What the exercise asks> The records that follow must be repeated exactly as they stand.

Collected data entries>
※

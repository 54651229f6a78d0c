//! Prompt templates.

use autoclaw_core::{ActionDefinition, AgentInternalState, Character};

pub(crate) const GAP_SUMMARY_PREFIX: &str = "The previous answer did not fully satisfy the goal.";
pub(crate) const STOPPED_BY_CALLBACK: &str = "stopped by callback";

/// Instruction appended before picking the first action of a turn.
pub(crate) fn pick(defs: &[ActionDefinition], permanent_goal: Option<&str>) -> String {
    let mut out = String::from(
        "You are an AI agent that can use tools. Decide the best next step to satisfy the request above.\n\
         Pick exactly one tool, or answer directly if no tool is needed.\n\nAvailable tools:\n",
    );
    for def in defs {
        out.push_str(&format!("- {}: {}\n", def.name, def.description));
    }
    if let Some(goal) = permanent_goal {
        out.push_str(&format!("\nYour permanent goal is: {goal}\n"));
    }
    out
}

/// Instruction appended after an action ran.
pub(crate) fn reevaluation(defs: &[ActionDefinition]) -> String {
    let mut out = String::from(
        "You have just run a tool; its result is the last message above.\n\
         If the request is fully handled, reply to the user. Otherwise pick the next tool.\n\nAvailable tools:\n",
    );
    for def in defs {
        out.push_str(&format!("- {}: {}\n", def.name, def.description));
    }
    out
}

pub(crate) const REASONING: &str = "Think step by step about the conversation above and describe \
    what should be done next and why. Do not answer the user yet.";

pub(crate) fn pick_tool(reasoning: &str) -> String {
    format!(
        "Based on this reasoning, pick the tool to use next, or \"none\" if the user should just get an answer:\n{reasoning}"
    )
}

pub(crate) fn parameters(action: &str, reasoning: &str) -> String {
    if reasoning.is_empty() {
        format!("Generate the arguments for the `{action}` tool based on the conversation above.")
    } else {
        format!(
            "Generate the arguments for the `{action}` tool based on the conversation above.\nReasoning: {reasoning}"
        )
    }
}

pub(crate) const REPLY: &str = "Write the final answer to the user based on the conversation above. \
    Answer directly, without mentioning tools.";

pub(crate) fn polish(draft: &str) -> String {
    format!(
        "Write the final answer to the user based on the conversation above and this draft:\n{draft}"
    )
}

pub(crate) fn subtask(index: usize, total: usize, goal: &str, reasoning: &str) -> String {
    format!(
        "You are executing step {} of {} of the plan \"{goal}\".\nThis step: {reasoning}",
        index + 1,
        total
    )
}

pub(crate) fn hud(
    character: Option<&Character>,
    permanent_goal: Option<&str>,
    state: &AgentInternalState,
) -> String {
    let mut out = String::new();
    if let Some(c) = character {
        out.push_str("You are the following character:\n");
        out.push_str(&c.describe());
        out.push_str("\n\n");
    }
    if let Some(goal) = permanent_goal {
        out.push_str(&format!("Your permanent goal is: {goal}\n\n"));
    }
    out.push_str("This is your current state:\n");
    out.push_str(&state.describe());
    out
}

pub(crate) fn knowledge(hits: &[String]) -> String {
    let mut out = String::from("Given the user input you have the following in memory:\n");
    for hit in hits {
        out.push_str(&format!("- {hit}\n"));
    }
    out
}

pub(crate) const DESCRIBE_IMAGE: &str = "Describe this image in detail.";

pub(crate) fn image_description(description: &str) -> String {
    format!("The user shared an image, which can be described as: {description}")
}

pub(crate) fn state_updated(state: &AgentInternalState) -> String {
    format!("Internal state updated:\n{}", state.describe())
}

/// Prompt for autonomous runs.
pub(crate) fn self_run(permanent_goal: Option<&str>) -> String {
    let mut out = String::from(
        "You are running autonomously, without a user request. Review your internal state and \
         decide whether there is something worth doing right now. If not, stop.",
    );
    if let Some(goal) = permanent_goal {
        out.push_str(&format!("\nYour permanent goal is: {goal}"));
    }
    out
}

pub(crate) fn identity(guidance: Option<&str>) -> String {
    match guidance {
        Some(g) => format!("Generate a random character for an AI agent. Guidance: {g}"),
        None => "Generate a random character for an AI agent.".into(),
    }
}

pub(crate) const EXTRACT_GOAL: &str = "Extract the goal of the user's request from the conversation \
    above, with any constraints and relevant context.";

pub(crate) fn evaluate_goal(goal: &str, constraints: &[String]) -> String {
    let mut out = format!(
        "Evaluate whether the conversation above satisfies this goal: {goal}\n"
    );
    if !constraints.is_empty() {
        out.push_str("Constraints:\n");
        for c in constraints {
            out.push_str(&format!("- {c}\n"));
        }
    }
    out.push_str("If it does not, list the gaps that remain.");
    out
}

pub(crate) fn gap_summary(gaps: &[String], reasoning: &str) -> String {
    let mut out = format!("{GAP_SUMMARY_PREFIX} Remaining gaps:\n");
    for gap in gaps {
        out.push_str(&format!("- {gap}\n"));
    }
    if !reasoning.is_empty() {
        out.push_str(&format!("Evaluator notes: {reasoning}\n"));
    }
    out.push_str("Continue working until the goal is satisfied.");
    out
}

※

Task response>
repository 54651229f6a78d0c
//! Prompt templates.

use autoclaw_core::{ActionDefinition, AgentInternalState, Character};

pub(crate) const GAP_SUMMARY_PREFIX: &str = "The previous answer did not fully satisfy the goal.";
pub(crate) const STOPPED_BY_CALLBACK: &str = "stopped by callback";

/// Instruction appended before picking the first action of a turn.
pub(crate) fn pick(defs: &[ActionDefinition], permanent_goal: Option<&str>) -> String {
    let mut out = String::from(
        "You are an AI agent that can use tools. Decide the best next step to satisfy the request above.\n\
         Pick exactly one tool, or answer directly if no tool is needed.\n\nAvailable tools:\n",
    );
    for def in defs {
        out.push_str(&format!("- {}: {}\n", def.name, def.description));
    }
    if let Some(goal) = permanent_goal {
        out.push_str(&format!("\nYour permanent goal is: {goal}\n"));
    }
    out
}

/// Instruction appended after an action ran.
pub(crate) fn reevaluation(defs: &[ActionDefinition]) -> String {
    let mut out = String::from(
        "You have just run a tool; its result is the last message above.\n\
         If the request is fully handled, reply to the user. Otherwise pick the next tool.\n\nAvailable tools:\n",
    );
    for def in defs {
        out.push_str(&format!("- {}: {}\n", def.name, def.description));
    }
    out
}

pub(crate) const REASONING: &str = "Think step by step about the conversation above and describe \
    what should be done next and why. Do not answer the user yet.";

pub(crate) fn pick_tool(reasoning: &str) -> String {
    format!(
        "Based on this reasoning, pick the tool to use next, or \"none\" if the user should just get an answer:\n{reasoning}"
    )
}

pub(crate) fn parameters(action: &str, reasoning: &str) -> String {
    if reasoning.is_empty() {
        format!("Generate the arguments for the `{action}` tool based on the conversation above.")
    } else {
        format!(
            "Generate the arguments for the `{action}` tool based on the conversation above.\nReasoning: {reasoning}"
        )
    }
}

pub(crate) const REPLY: &str = "Write the final answer to the user based on the conversation above. \
    Answer directly, without mentioning tools.";

pub(crate) fn polish(draft: &str) -> String {
    format!(
        "Write the final answer to the user based on the conversation above and this draft:\n{draft}"
    )
}

pub(crate) fn subtask(index: usize, total: usize, goal: &str, reasoning: &str) -> String {
    format!(
        "You are executing step {} of {} of the plan \"{goal}\".\nThis step: {reasoning}",
        index + 1,
        total
    )
}

pub(crate) fn hud(
    character: Option<&Character>,
    permanent_goal: Option<&str>,
    state: &AgentInternalState,
) -> String {
    let mut out = String::new();
    if let Some(c) = character {
        out.push_str("You are the following character:\n");
        out.push_str(&c.describe());
        out.push_str("\n\n");
    }
    if let Some(goal) = permanent_goal {
        out.push_str(&format!("Your permanent goal is: {goal}\n\n"));
    }
    out.push_str("This is your current state:\n");
    out.push_str(&state.describe());
    out
}

pub(crate) fn knowledge(hits: &[String]) -> String {
    let mut out = String::from("Given the user input you have the following in memory:\n");
    for hit in hits {
        out.push_str(&format!("- {hit}\n"));
    }
    out
}

pub(crate) const DESCRIBE_IMAGE: &str = "Describe this image in detail.";

pub(crate) fn image_description(description: &str) -> String {
    format!("The user shared an image, which can be described as: {description}")
}

pub(crate) fn state_updated(state: &AgentInternalState) -> String {
    format!("Internal state updated:\n{}", state.describe())
}

/// Prompt for autonomous runs.
pub(crate) fn self_run(permanent_goal: Option<&str>) -> String {
    let mut out = String::from(
        "You are running autonomously, without a user request. Review your internal state and \
         decide whether there is something worth doing right now. If not, stop.",
    );
    if let Some(goal) = permanent_goal {
        out.push_str(&format!("\nYour permanent goal is: {goal}"));
    }
    out
}

pub(crate) fn identity(guidance: Option<&str>) -> String {
    match guidance {
        Some(g) => format!("Generate a random character for an AI agent. Guidance: {g}"),
        None => "Generate a random character for an AI agent.".into(),
    }
}

pub(crate) const EXTRACT_GOAL: &str = "Extract the goal of the user's request from the conversation \
    above, with any constraints and relevant context.";

pub(crate) fn evaluate_goal(goal: &str, constraints: &[String]) -> String {
    let mut out = format!(
        "Evaluate whether the conversation above satisfies this goal: {goal}\n"
    );
    if !constraints.is_empty() {
        out.push_str("Constraints:\n");
        for c in constraints {
            out.push_str(&format!("- {c}\n"));
        }
    }
    out.push_str("If it does not, list the gaps that remain.");
    out
}

pub(crate) fn gap_summary(gaps: &[String], reasoning: &str) -> String {
    let mut out = format!("{GAP_SUMMARY_PREFIX} Remaining gaps:\n");
    for gap in gaps {
        out.push_str(&format!("- {gap}\n"));
    }
    if !reasoning.is_empty() {
        out.push_str(&format!("Evaluator notes: {reasoning}\n"));
    }
    out.push_str("Continue working until the goal is satisfied.");
    out
}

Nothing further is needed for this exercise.